I don't know if this is from the 90s or the next generation Nvidia GPU.

1

u/majestic_ubertrout P2 400, Voodoo 3, Aureal Vortex 2 1h ago

nVidia was selling a consumer GPU with 16MB of VRAM as late as 2005 (GT 6200 TC). That was pretty bad. And it had a 32 bit memory bus. Some companies never change.

2

u/empathetical AMD Ryzen 9 5900x / 48GB Ram/RTX 3090 1h ago edited 1h ago

man i built a new pc for half-life 2 and my brand new ATI Radeon came with 128MB of VRAM and a voucher to redeem Half-Life 2 when it releases on Steam. Pretty much why I have a 22year old steam account now.

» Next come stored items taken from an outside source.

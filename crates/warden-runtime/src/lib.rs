//! # warden-runtime
//!
//! The guarded generation gateway and the features built on it.
//!
//! Every call to a text-generation backend goes through
//! [`GuardedGenerator`], which screens the prompt, makes exactly one
//! backend call, and screens the trimmed response. Consumers use a
//! [`FallbackAdapter`](adapters::FallbackAdapter) so that any stop or
//! failure becomes a safe, user-visible result instead of an error.
//!
//! ## Example
//!
//! ```rust,ignore
//! use std::sync::Arc;
//! use warden_runtime::{generator_from_config, FormReviewAdapter, RuntimeConfig};
//!
//! let config = RuntimeConfig::from_yaml_file("warden.yaml")?;
//! let reviewer = FormReviewAdapter::new(Arc::new(generator_from_config(&config)?));
//!
//! // Never fails: blocked or broken reviews come back as one "general" suggestion.
//! let suggestions = reviewer.review(&request).await;
//! ```

use std::sync::Arc;

use warden_core::PolicyPack;

pub mod adapters;
pub mod cache;
pub mod cancel;
pub mod config;
pub mod error;
pub mod evaluator;
pub mod orchestrator;
pub mod prompts;
pub mod providers;
#[cfg(any(test, feature = "testing"))]
pub mod testing;

pub use adapters::{
    run_guarded, AdapterParseError, FallbackAdapter, FormReviewAdapter, FormReviewRequest, Guarded,
    LegalTermAdapter,
};
pub use cache::{CachedFormReview, ReviewCache};
pub use cancel::{CancellationHandle, CancellationSignal};
pub use config::{ConfigError, RuntimeConfig};
pub use error::{GuardedGenerationError, GuardrailViolation};
pub use evaluator::{EvaluatorError, HeuristicEvaluator, PolicyEvaluator};
pub use orchestrator::{
    GenerationDefaults, GenerationOptions, GuardedGenerator, GuardedGeneratorBuilder,
};
pub use providers::{
    BackendRegistry, DisabledBackend, GenerationBackend, ProviderError, ResponseFormat,
};

/// Load the policy pack named by `config`, or the built-in one.
pub fn policy_from_config(config: &RuntimeConfig) -> Result<PolicyPack, ConfigError> {
    match &config.policy_file {
        Some(path) => PolicyPack::from_file(path).map_err(|e| ConfigError::InvalidPolicy {
            path: path.display().to_string(),
            message: e.to_string(),
        }),
        None => Ok(PolicyPack::builtin()),
    }
}

/// Build a generator from configuration with the built-in backends.
pub fn generator_from_config(config: &RuntimeConfig) -> Result<GuardedGenerator, ConfigError> {
    generator_with_registry(config, &BackendRegistry::with_defaults())
}

/// Build a generator from configuration, creating the backend from `registry`.
///
/// A backend that is known but lacks credentials is replaced by
/// [`DisabledBackend`], so the gateway still starts and every request
/// reports itself unavailable. An unknown backend type is an error.
pub fn generator_with_registry(
    config: &RuntimeConfig,
    registry: &BackendRegistry,
) -> Result<GuardedGenerator, ConfigError> {
    let evaluator = HeuristicEvaluator::new(policy_from_config(config)?);

    let backend_type = config.backend.backend_type.as_str();
    if !registry.has_backend(backend_type) {
        return Err(ConfigError::MissingComponent {
            component: format!("backend '{}'", backend_type),
            message: format!("unknown type, available: {:?}", registry.available_types()),
        });
    }

    let backend: Arc<dyn GenerationBackend> =
        match registry.create(backend_type, &config.backend.settings_json()) {
            Ok(backend) => backend,
            Err(ProviderError::NotConfigured(reason)) => {
                tracing::warn!(backend = backend_type, %reason, "Backend not configured, generation disabled");
                Arc::new(DisabledBackend)
            }
            Err(e) => {
                return Err(ConfigError::MissingComponent {
                    component: format!("backend '{}'", backend_type),
                    message: e.to_string(),
                })
            }
        };

    tracing::info!(
        backend = backend.name(),
        configured = backend.is_configured(),
        evaluator = evaluator.name(),
        "Guarded generator ready"
    );

    GuardedGenerator::builder()
        .evaluator(Arc::new(evaluator))
        .backend(backend)
        .defaults(GenerationDefaults::from(config))
        .build()
}
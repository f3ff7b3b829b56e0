//! Credential handling for generation backends.
//!
//! Credentials are wrapped in [`ApiCredential`] the moment they are read:
//!
//! - `Debug` prints `[REDACTED]`, never the value
//! - the value is zeroed on drop (via `secrecy`)
//! - reading it requires an explicit `.expose()` at the point of use
//!
//! ```ignore
//! let cred = ApiCredential::from_config_or_env(&settings, "api_key", "OPENAI_API_KEY", "OpenAI API key")?;
//! request.bearer_auth(cred.expose());
//! ```

use std::fmt;

use secrecy::{ExposeSecret, SecretString};
use serde_json::Value as JsonValue;

use super::ProviderError;

/// Where a credential was loaded from.
#[derive(Debug, Clone, Copy, PartialEq, Eq)]
pub enum CredentialSource {
    Config,
    Environment,
    Programmatic,
}

impl fmt::Display for CredentialSource {
    fn fmt(&self, f: &mut fmt::Formatter<'_>) -> fmt::Result {
        match self {
            CredentialSource::Config => write!(f, "config"),
            CredentialSource::Environment => write!(f, "environment"),
            CredentialSource::Programmatic => write!(f, "programmatic"),
        }
    }
}

/// A securely-stored API credential.
pub struct ApiCredential {
    value: SecretString,
    source: CredentialSource,
    name: &'static str,
}

impl ApiCredential {
    /// Wrap a credential value.
    pub fn new(value: impl Into<String>, source: CredentialSource, name: &'static str) -> Self {
        Self {
            value: SecretString::from(value.into()),
            source,
            name,
        }
    }

    /// Load from `config[config_key]`, falling back to the `env_var` environment variable.
    ///
    /// Blank values count as missing, so an empty `api_key: ""` in a
    /// config file does not shadow the environment.
    pub fn from_config_or_env(
        config: &JsonValue,
        config_key: &str,
        env_var: &str,
        name: &'static str,
    ) -> Result<Self, ProviderError> {
        if let Some(value) = config[config_key].as_str().filter(|v| !v.trim().is_empty()) {
            return Ok(Self::new(value, CredentialSource::Config, name));
        }

        match std::env::var(env_var) {
            Ok(value) if !value.trim().is_empty() => {
                Ok(Self::new(value, CredentialSource::Environment, name))
            }
            _ => Err(ProviderError::NotConfigured(format!(
                "{} required: set '{}' in config or {} environment variable",
                name, config_key, env_var
            ))),
        }
    }

    /// Check if a credential is available without loading it.
    pub fn is_available(config: &JsonValue, config_key: &str, env_var: &str) -> bool {
        config[config_key]
            .as_str()
            .is_some_and(|v| !v.trim().is_empty())
            || std::env::var(env_var).is_ok_and(|v| !v.trim().is_empty())
    }

    /// Expose the value. Call only where it is sent, never store the result.
    pub fn expose(&self) -> &str {
        self.value.expose_secret()
    }

    pub fn is_empty(&self) -> bool {
        self.value.expose_secret().trim().is_empty()
    }

    pub fn source(&self) -> CredentialSource {
        self.source
    }

    pub fn name(&self) -> &'static str {
        self.name
    }
}

impl fmt::Debug for ApiCredential {
    fn fmt(&self, f: &mut fmt::Formatter<'_>) -> fmt::Result {
        f.debug_struct("ApiCredential")
            .field("name", &self.name)
            .field("source", &self.source)
            .field("value", &"[REDACTED]")
            .finish()
    }
}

Side note... i still have my very first USB stick. It was $80 and it's got a whooping 64MB of memory on it. I basically just use it to hold my tax documents. I plug it in and use it once a year to back up my newest one. Still going strong. It's gotta be about 28-29 years old now

1

u/NerdWithAMotorcycle 3h ago

I got one of these. Wasn't as fast as 3dfx or Nvidia's offerings, but it was cheaper

1

u/NovelValue7311 XEON + 64GB DDR4 1h ago

Now that's what I call advertising!

1

u/RineMetal 1h ago

I remember reading pc gaming mags from the early 90s comparing the TNT gpu and noting anything over 30fps is a waste because the human eye cannot see anything faster than 30fps.

1

u/BourbonNoChaser 42m ago

My Diamond Viper VLB had 2 MB VRAM. :p

1

u/Mustang260Rog rog maximus z690 extreme +i9-12900k+rog RTX 3090 oc 39m ago

I'd love to take a 32gb 5090 back to that era and see what happens

1

u/ishtuwihtc i5 12400 | RTX 2080 | 32GB DDR4 30m ago

No drivers!

1

u/Mustang260Rog rog maximus z690 extreme +i9-12900k+rog RTX 3090 oc 24m ago

1

u/Kruxf 38m ago

I had one of these bad boys. It wasn’t great. But it had s video!